## The problem
Search the data for the string "Treat", and report each line where it is found.

## Records for this exercise
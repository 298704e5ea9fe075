//! Field-reference templates (`%{host}/uptime`, `%{+%s}`).
//!
//! A template is text with embedded placeholders of the form `%{...}`:
//!
//! - `%{name}` or `%{[name]}` is replaced by the field's rendered value
//! - `%{[name][sub]}` is replaced by one entry of a nested field
//! - `%{@timestamp}` and `%{@version}` render the reserved fields
//! - `%{+%s}` renders the timestamp as whole seconds since the epoch
//! - `%{+FMT}` renders the timestamp through `strftime`-style `FMT`, in UTC
//!
//! A placeholder that cannot be resolved is left in the output verbatim, so
//! that a pattern such as `%\{[^}]+\}` can recognize and drop it later.

use std::fmt::Write as _;

use chrono::SecondsFormat;
use chrono::format::{Item, StrftimeItems};

use crate::event::{Event, TIMESTAMP_FIELD, VERSION_FIELD};

/// A parsed template, ready to be rendered against any number of events.
///
/// Parsing never fails: malformed placeholders are simply kept as text.
#[derive(Debug, Clone, PartialEq, Eq)]
pub struct Template {
    segments: Vec<Segment>,
}

#[derive(Debug, Clone, PartialEq, Eq)]
enum Segment {
    Literal(String),
    Field { name: String, raw: String },
    Nested { name: String, sub_name: String, raw: String },
    Timestamp,
    Version,
    EpochSeconds,
    TimeFormat(String),
    /// A placeholder that can never resolve (bad strftime, deep reference).
    Unresolvable(String),
}

impl Template {
    /// Parses `source` into literal text and placeholders.
    ///
    /// # Examples
    ///
    /// ```rust
    /// use graphite_codec::{Event, Template};
    ///
    /// let template = Template::parse("%{host}/uptime");
    /// let event = Event::at_epoch(0).unwrap().with_field("host", "web1");
    /// assert_eq!(template.render(&event), "web1/uptime");
    /// ```
    pub fn parse(source: &str) -> Self {
        let mut segments = Vec::new();
        let mut literal = String::new();
        let mut rest = source;

        while let Some(start) = rest.find("%{") {
            let after = &rest[start + 2..];
            match after.find('}') {
                // `%{}` is not a placeholder.
                Some(0) => {
                    literal.push_str(&rest[..start + 3]);
                    rest = &after[1..];
                }
                Some(end) => {
                    literal.push_str(&rest[..start]);
                    if !literal.is_empty() {
                        segments.push(Segment::Literal(std::mem::take(&mut literal)));
                    }
                    let raw = &rest[start..start + 2 + end + 1];
                    segments.push(Segment::placeholder(&after[..end], raw));
                    rest = &after[end + 1..];
                }
                None => break,
            }
        }

        literal.push_str(rest);
        if !literal.is_empty() {
            segments.push(Segment::Literal(literal));
        }

        Self { segments }
    }

    /// Returns `true` if the template contains no placeholders.
    pub fn is_literal(&self) -> bool {
        self.segments
            .iter()
            .all(|segment| matches!(segment, Segment::Literal(_)))
    }

    /// Renders the template against `event`.
    pub fn render(&self, event: &Event) -> String {
        let mut out = String::new();

        for segment in &self.segments {
            match segment {
                Segment::Literal(text) | Segment::Unresolvable(text) => out.push_str(text),
                Segment::Field { name, raw } => match event.get(name) {
                    Some(value) => {
                        let _ = write!(out, "{value}");
                    }
                    None => out.push_str(raw),
                },
                Segment::Nested { name, sub_name, raw } => {
                    match event.get_nested(name, sub_name) {
                        Some(value) => {
                            let _ = write!(out, "{value}");
                        }
                        None => out.push_str(raw),
                    }
                }
                Segment::Timestamp => {
                    out.push_str(&event.timestamp().to_rfc3339_opts(SecondsFormat::Secs, true));
                }
                Segment::Version => out.push_str(event.version()),
                Segment::EpochSeconds => {
                    let _ = write!(out, "{}", event.epoch_seconds());
                }
                Segment::TimeFormat(format) => {
                    let _ = write!(out, "{}", event.timestamp().format(format));
                }
            }
        }

        out
    }
}

impl Segment {
    fn placeholder(content: &str, raw: &str) -> Self {
        if let Some(format) = content.strip_prefix('+') {
            if format == "%s" {
                return Self::EpochSeconds;
            }
            let valid = !StrftimeItems::new(format).any(|item| matches!(item, Item::Error));
            return if valid {
                Self::TimeFormat(format.to_string())
            } else {
                Self::Unresolvable(raw.to_string())
            };
        }

        let path: Vec<&str> = match content
            .strip_prefix('[')
            .and_then(|inner| inner.strip_suffix(']'))
        {
            Some(inner) => inner.split("][").collect(),
            None => vec![content],
        };

        match path.as_slice() {
            [TIMESTAMP_FIELD] => Self::Timestamp,
            [VERSION_FIELD] => Self::Version,
            [name] => Self::Field {
                name: (*name).to_string(),
                raw: raw.to_string(),
            },
            [name, sub_name] => Self::Nested {
                name: (*name).to_string(),
                sub_name: (*sub_name).to_string(),
                raw: raw.to_string(),
            },
            _ => Self::Unresolvable(raw.to_string()),
        }
    }
}

/// Parses and renders `source` against `event` in one step.
///
/// Prefer [`Template::parse`] once plus [`Template::render`] per event when
/// the same text is rendered repeatedly.
pub fn sprintf(source: &str, event: &Event) -> String {
    if !source.contains("%{") {
        return source.to_string();
    }
    Template::parse(source).render(event)
}

#[cfg(test)]
mod tests {
    use super::*;
    use crate::event::FieldValue;

    fn event() -> Event {
        Event::at_epoch(1_700_000_000)
            .unwrap()
            .with_field("host", "web1")
            .with_field("uptime_1m", "42.5")
            .with_field("count", 7i64)
            .with_field("stats", FieldValue::map([("p99", "9.9")]))
    }

    #[test]
    fn test_literal_only() {
        let template = Template::parse("cpu.load");
        assert!(template.is_literal());
        assert_eq!(template.render(&event()), "cpu.load");
    }

    #[test]
    fn test_field_reference() {
        assert_eq!(sprintf("%{host}/uptime", &event()), "web1/uptime");
        assert_eq!(sprintf("%{[host]}.%{count}", &event()), "web1.7");
        assert_eq!(sprintf("%{uptime_1m}", &event()), "42.5");
    }

    #[test]
    fn test_nested_reference() {
        assert_eq!(sprintf("%{[stats][p99]}", &event()), "9.9");
        assert_eq!(sprintf("%{stats}", &event()), r#"{"p99":"9.9"}"#);
    }

    #[test]
    fn test_unresolved_left_verbatim() {
        assert_eq!(sprintf("%{missing_field}", &event()), "%{missing_field}");
        assert_eq!(sprintf("a.%{[stats][p50]}.b", &event()), "a.%{[stats][p50]}.b");
        assert_eq!(sprintf("%{[a][b][c]}", &event()), "%{[a][b][c]}");
    }

    #[test]
    fn test_reserved_fields() {
        assert_eq!(sprintf("%{+%s}", &event()), "1700000000");
        assert_eq!(sprintf("%{@timestamp}", &event()), "2023-11-14T22:13:20Z");
        assert_eq!(sprintf("%{@version}", &event()), "1");
    }

    #[test]
    fn test_strftime_format() {
        assert_eq!(sprintf("%{+%Y.%m.%d}", &event()), "2023.11.14");
    }

    #[test]
    fn test_invalid_strftime_is_unresolvable() {
        assert_eq!(sprintf("x %{+%Q}", &event()), "x %{+%Q}");
    }

    #[test]
    fn test_not_placeholders() {
        assert_eq!(sprintf("100%", &event()), "100%");
        assert_eq!(sprintf("%{}", &event()), "%{}");
        assert_eq!(sprintf("%{host", &event()), "%{host");
        assert_eq!(sprintf("%{}%{host}", &event()), "%{}web1");
    }

    #[test]
    fn test_multiple_placeholders_keep_surrounding_text() {
        assert_eq!(
            sprintf("servers.%{host}.uptime.%{count}s", &event()),
            "servers.web1.uptime.7s"
        );
    }
}
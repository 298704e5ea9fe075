//! CLI for the graphite-codec library.
//!
//! Converts Graphite plaintext lines to newline-delimited JSON events and back,
//! and checks codec configuration files.

use std::fs::File;
use std::io::{self, BufRead, BufReader, BufWriter, Read, Write};
use std::path::{Path, PathBuf};

use clap::{Parser, Subcommand};
use graphite_codec::framing::DEFAULT_MAX_LINE_LENGTH;
use graphite_codec::{CodecConfig, Event, GraphiteCodec, LineSplitter};
use tracing::{info, warn};
use tracing_subscriber::EnvFilter;

/// Size of each read from the Graphite input stream.
const READ_CHUNK_SIZE: usize = 8192;

/// graphite-codec: convert between Graphite lines and JSON events.
#[derive(Parser)]
#[command(name = "graphite-codec", version, about)]
struct Cli {
    #[command(subcommand)]
    command: Commands,
}

/// Available CLI commands.
#[derive(Subcommand)]
enum Commands {
    /// Read Graphite lines and print one JSON event per line.
    Decode {
        /// Input file (defaults to stdin).
        #[arg(long)]
        input: Option<PathBuf>,

        /// Lines longer than this many bytes are dropped.
        #[arg(long, default_value_t = DEFAULT_MAX_LINE_LENGTH)]
        max_line_length: usize,
    },

    /// Read JSON events (one per line) and print Graphite lines.
    Encode {
        /// Input file (defaults to stdin).
        #[arg(long)]
        input: Option<PathBuf>,

        #[command(flatten)]
        config: ConfigArgs,
    },

    /// Validate a configuration and print it with defaults filled in.
    Check {
        #[command(flatten)]
        config: ConfigArgs,
    },
}

/// Configuration sources shared by the commands that encode.
#[derive(clap::Args)]
struct ConfigArgs {
    /// JSON configuration file.
    #[arg(long)]
    config: Option<PathBuf>,

    /// Explicit metric mapping as `NAME=VALUE` templates (repeatable).
    #[arg(long = "metric", value_parser = parse_metric)]
    metrics: Vec<(String, String)>,

    /// Treat every event field as a metric.
    #[arg(long)]
    fields_are_metrics: bool,

    /// Treat each metric value as a map of sub-metrics.
    #[arg(long)]
    values_are_hash: bool,

    /// Metric-name template; `*` is replaced by the metric name.
    #[arg(long)]
    metrics_format: Option<String>,
}

impl ConfigArgs {
    /// Loads the config file, if any, then applies command-line overrides.
    fn resolve(self) -> graphite_codec::Result<CodecConfig> {
        let mut config = match &self.config {
            Some(path) => CodecConfig::load(path)?,
            None => CodecConfig::default(),
        };

        for (metric, value) in self.metrics {
            config.metrics.insert(metric, value);
        }
        if self.fields_are_metrics {
            config.fields_are_metrics = true;
        }
        if self.values_are_hash {
            config.values_are_hash = true;
        }
        if let Some(format) = self.metrics_format {
            config.metrics_format = format;
        }

        Ok(config)
    }
}

fn main() {
    tracing_subscriber::fmt()
        .with_env_filter(
            EnvFilter::try_from_default_env().unwrap_or_else(|_| EnvFilter::new("warn")),
        )
        .with_writer(io::stderr)
        .init();

    let cli = Cli::parse();

    let result = match cli.command {
        Commands::Decode {
            input,
            max_line_length,
        } => cmd_decode(input.as_deref(), max_line_length),
        Commands::Encode { input, config } => cmd_encode(input.as_deref(), config),
        Commands::Check { config } => cmd_check(config),
    };

    if let Err(e) = result {
        eprintln!("Error: {e}");
        std::process::exit(1);
    }
}

/// Implements `graphite-codec decode`.
fn cmd_decode(
    input: Option<&Path>,
    max_line_length: usize,
) -> Result<(), Box<dyn std::error::Error>> {
    let codec = GraphiteCodec::new(CodecConfig::default())?;
    let mut reader = open_input(input)?;
    let mut out = BufWriter::new(io::stdout().lock());

    let mut splitter = LineSplitter::with_max_line_length(max_line_length);
    let mut buf = vec![0u8; READ_CHUNK_SIZE];
    let mut decoded = 0u64;
    let mut skipped = 0u64;

    loop {
        let n = reader.read(&mut buf)?;
        let results: Vec<_> = if n == 0 {
            codec.finish_stream(&mut splitter).into_iter().collect()
        } else {
            codec.decode_stream(&mut splitter, &buf[..n])
        };

        for result in results {
            match result {
                Ok(event) => {
                    serde_json::to_writer(&mut out, &event)?;
                    out.write_all(b"\n")?;
                    decoded += 1;
                }
                Err(e) => {
                    warn!("skipping line: {e}");
                    skipped += 1;
                }
            }
        }

        if n == 0 {
            break;
        }
    }

    out.flush()?;
    info!(decoded, skipped, oversized = splitter.dropped(), "decode finished");
    Ok(())
}

/// Implements `graphite-codec encode`.
fn cmd_encode(input: Option<&Path>, config: ConfigArgs) -> Result<(), Box<dyn std::error::Error>> {
    let codec = GraphiteCodec::new(config.resolve()?)?;
    let reader = BufReader::new(open_input(input)?);
    let mut out = BufWriter::new(io::stdout().lock());

    let mut batches = 0u64;
    let mut empty = 0u64;
    let mut skipped = 0u64;

    for (index, line) in reader.lines().enumerate() {
        let line = line?;
        if line.trim().is_empty() {
            continue;
        }

        let event: Event = match serde_json::from_str(&line) {
            Ok(event) => event,
            Err(e) => {
                warn!(line = index + 1, "skipping invalid event: {e}");
                skipped += 1;
                continue;
            }
        };

        match codec.encode_to(&event, &mut out) {
            Ok(true) => batches += 1,
            Ok(false) => empty += 1,
            Err(graphite_codec::CodecError::Sink(e)) => return Err(e.into()),
            Err(e) => {
                warn!(line = index + 1, "skipping event: {e}");
                skipped += 1;
            }
        }
    }

    out.flush()?;
    info!(batches, empty, skipped, "encode finished");
    Ok(())
}

/// Implements `graphite-codec check`.
fn cmd_check(config: ConfigArgs) -> Result<(), Box<dyn std::error::Error>> {
    let codec = GraphiteCodec::new(config.resolve()?)?;
    let config = codec.config();

    println!("Configuration OK");
    println!();
    println!(
        "Mode: {}",
        if config.fields_are_metrics {
            "fields are metrics"
        } else {
            "explicit mapping"
        }
    );
    if !config.fields_are_metrics {
        println!("Metrics: {}", config.metrics.len());
        for (metric, value) in &config.metrics {
            println!("  - {metric} => {value}");
        }
    }
    println!("Values are hash: {}", config.values_are_hash);
    println!("Metrics format: {:?}", config.metrics_format);
    println!("Include metrics: {:?}", config.include_metrics);
    println!("Exclude metrics: {:?}", config.exclude_metrics);
    if config.values_are_hash {
        println!("Include submetrics: {:?}", config.include_submetrics);
    }
    println!();
    println!("{}", serde_json::to_string_pretty(config)?);

    Ok(())
}

/// Opens `path`, or stdin when no path is given.
fn open_input(path: Option<&Path>) -> io::Result<Box<dyn Read>> {
    match path {
        Some(path) => Ok(Box::new(File::open(path)?)),
        None => Ok(Box::new(io::stdin().lock())),
    }
}

/// Parses a `--metric NAME=VALUE` argument.
fn parse_metric(s: &str) -> Result<(String, String), String> {
    let (metric, value) = s
        .split_once('=')
        .ok_or_else(|| format!("expected NAME=VALUE, got '{s}'"))?;
    if metric.is_empty() {
        return Err(format!("empty metric name in '{s}'"));
    }
    Ok((metric.to_string(), value.to_string()))
}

## Solved exercise
    /// Treat every event field as a metric.
    /// Treat each metric value as a map of sub-metrics.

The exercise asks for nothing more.